The past year has been an awesome whirlwind of super rad cheesiness. I really loathe top ten" lists, so I'm not going to make one. Instead I'm going to mention a few of my cheese highlights from the past year.

  • Having a chance to interact with you all during the "cultural exchange" post. Thank you all once again for sharing your goodies. Mary (who makes the yum cheese studded chocolate) has moved on from her job at Marion St. Cheese Market. To where? I dunno. Keep your eye out for her and her delicious confections.
  • ACS conference. Totally intimidating and surreal to be surround by all of that knowledge and years of expertise. Can't wait for this year.
  • VT Cheesemakers Festival. A chance to see my New England family, eat cheese, meet water buffalo, go to Jasper Hill and be insanely happy. Going back for year two this July.
  • My blog quel surprise!. What a great therapy this has become. I've become even more passionate about my work, slightly obsessive about cheese, and interested in photography as a result. Best idea I've ever randomly put together on a whim.
  • Comments. I love hearing back from you all through comments and email. A lot of you agree with things that I say, and there are just as many out there who don't. I love hearing all feedback. They help me be a better writer, and help me advance my cheese education.
  • Being tickled by Judy Schad of Capriole. Yup. Tickled. Yes, I did giggle like the poppin' fresh dough boy. Telling Allison Hooper that meeting her was like meeting Elvis, and then acting like a 15 year old girl when I asked her to sign my book on the Bonne Bouche page. Embarrassing moments in my cheesy year.

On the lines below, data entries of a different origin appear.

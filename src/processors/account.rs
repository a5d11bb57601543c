use std::sync::Arc;

use async_trait::async_trait;
use chrono::Utc;
use tracing::{debug, error};

use crate::error::ProcessError;
use crate::queue::MetricEvent;
use crate::store::AccountStore;
use crate::worker::Processor;

/// Every username that ever sent a metric, with when it was first seen (UTC).
pub struct AccountDirectory {
    store: Arc<dyn AccountStore>,
}

impl AccountDirectory {
    pub fn new(store: Arc<dyn AccountStore>) -> Self {
        Self { store }
    }
}

#[async_trait]
impl Processor for AccountDirectory {
    async fn process(&self, event: &MetricEvent) -> Result<(), ProcessError> {
        match self.store.insert_if_absent(&event.username, Utc::now()).await {
            Ok(true) => {
                debug!(username = %event.username, "new account");
                Ok(())
            }
            Ok(false) => Ok(()),
            Err(e) => {
                error!(error = %e, "error inserting account");
                Err(e.into())
            }
        }
    }
}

  • London. There were three contenders for my vacation last year. London, Madrid and Frankfurt. After weighing the options and realizing that my vacation was to start in 7 days, I picked London because I would be able to go to Neal's Yard Dairy. Stayed in a shitty hotel, had a wonderful time! Met great people, tasted ridiculously tasty cheese and conquered my fear of heights and enclosed spaces for 30 minutes so I could ride "The Eye".
  • Brooklyn. As a Queens kid growing up, I didn't' explore Brooklyn. When I went to visit my Aunt it was a home visit filled with food, check-pinching and food. When I got older we'd take the LIRR to Manhattan. Now a trip back home isn't as fun unless I make a run to Brooklyn for cheese exploration. If for some reason I had to move back to NYC, I'd find a place in Brooklyn to call my home.

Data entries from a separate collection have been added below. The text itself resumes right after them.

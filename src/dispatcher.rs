//! Synthetic producer: publishes random metrics to the exchange.
//! Only meant for exercising the workers; real events come from elsewhere.

use std::time::Duration;

use rand::rngs::StdRng;
use rand::Rng;
use tracing::{debug, info, warn};

use crate::backoff::ExponentialBackoff;
use crate::error::RetriesExhausted;
use crate::queue::{Channel, MetricEvent, EXCHANGE};

// ─── Constants ───────────────────────────────────────────────────

/// First wait after a failed publish.
pub const RETRY_BASE_DELAY: Duration = Duration::from_millis(100);
/// Failed attempts tolerated for a single event before giving up.
pub const MAX_PUBLISH_RETRIES: u32 = 6;

const PROGRESS_EVERY: u64 = 10_000;

// ─── Name pools ──────────────────────────────────────────────────

static USERNAMES: &[&str] = &[
    "emma", "liam", "olivia", "noah", "ava", "ethan", "sophia", "mason", "isabella", "william",
    "mia", "james",
];

static ADJ: &[&str] = &[
    "wireless", "smart", "compact", "portable", "digital", "classic", "turbo", "nano",
];

static NOUN: &[&str] = &[
    "keyboard", "monitor", "speaker", "camera", "tablet", "router", "drive", "sensor",
];

// ─── Event generation ────────────────────────────────────────────

/// Random username, non-negative count and `<adj>_<noun>` metric name.
pub fn random_event(rng: &mut StdRng) -> MetricEvent {
    let username = USERNAMES[rng.gen_range(0..USERNAMES.len())];
    let metric = format!(
        "{}_{}",
        ADJ[rng.gen_range(0..ADJ.len())],
        NOUN[rng.gen_range(0..NOUN.len())],
    );
    MetricEvent::new(username, rng.gen_range(0..=i64::MAX), metric)
}

/// Publishes `event`, retrying transient failures with `backoff`.
/// The backoff is reset after a successful publish.
pub async fn publish_with_retry(
    channel: &dyn Channel,
    exchange: &str,
    event: &MetricEvent,
    backoff: &mut ExponentialBackoff,
) -> Result<(), RetriesExhausted> {
    loop {
        match channel.publish_metric(exchange, event).await {
            Ok(()) => {
                backoff.reset();
                return Ok(());
            }
            Err(e) => {
                warn!(error = %e, attempt = backoff.attempts() + 1, "publish failed");
                backoff.wait().await?;
            }
        }
    }
}

// ─── Public entry point ──────────────────────────────────────────

/// Publishes `count` random events (forever when `None`) to [`EXCHANGE`].
/// Returns how many were sent; fails once one event exhausts its retries.
pub async fn run(
    channel: &dyn Channel,
    rng: &mut StdRng,
    count: Option<u64>,
) -> Result<u64, RetriesExhausted> {
    let mut backoff = ExponentialBackoff::new(RETRY_BASE_DELAY, MAX_PUBLISH_RETRIES);
    let mut sent = 0u64;

    while count.map_or(true, |n| sent < n) {
        let event = random_event(rng);
        publish_with_retry(channel, EXCHANGE, &event, &mut backoff).await?;
        debug!(?event, "published");

        sent += 1;
        if sent % PROGRESS_EVERY == 0 {
            info!(sent, "dispatching");
        }
    }
    Ok(sent)
}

  • Working my butt off. Yes there are days when I hate my job. All I want to do is curl up, and stay at home, eating take-out and watching LOTR. There are some days when I don't even want to look at cheese much less sell it. But, then I go to work, and look at the case. Who needs re-wrapping? When was the last time I tasted this cheese? Who needs to be faced? What needs to move? What's coming in? What are we selling? What are we sitting on? At the end of the day I love my job and as exhausting as the past few months have been (with the holidays and trying to figure out what I do as assistant buyer, and how to do it well) when I have my day off and I realize that I'm just reading about cheese, or thinking about cheese, or tasting new cheese, I know that I'm in the right job.
I am very excited just thinking about the past year, and look forward to this coming one as well. There's so much more cheese out there to read about, taste and write about.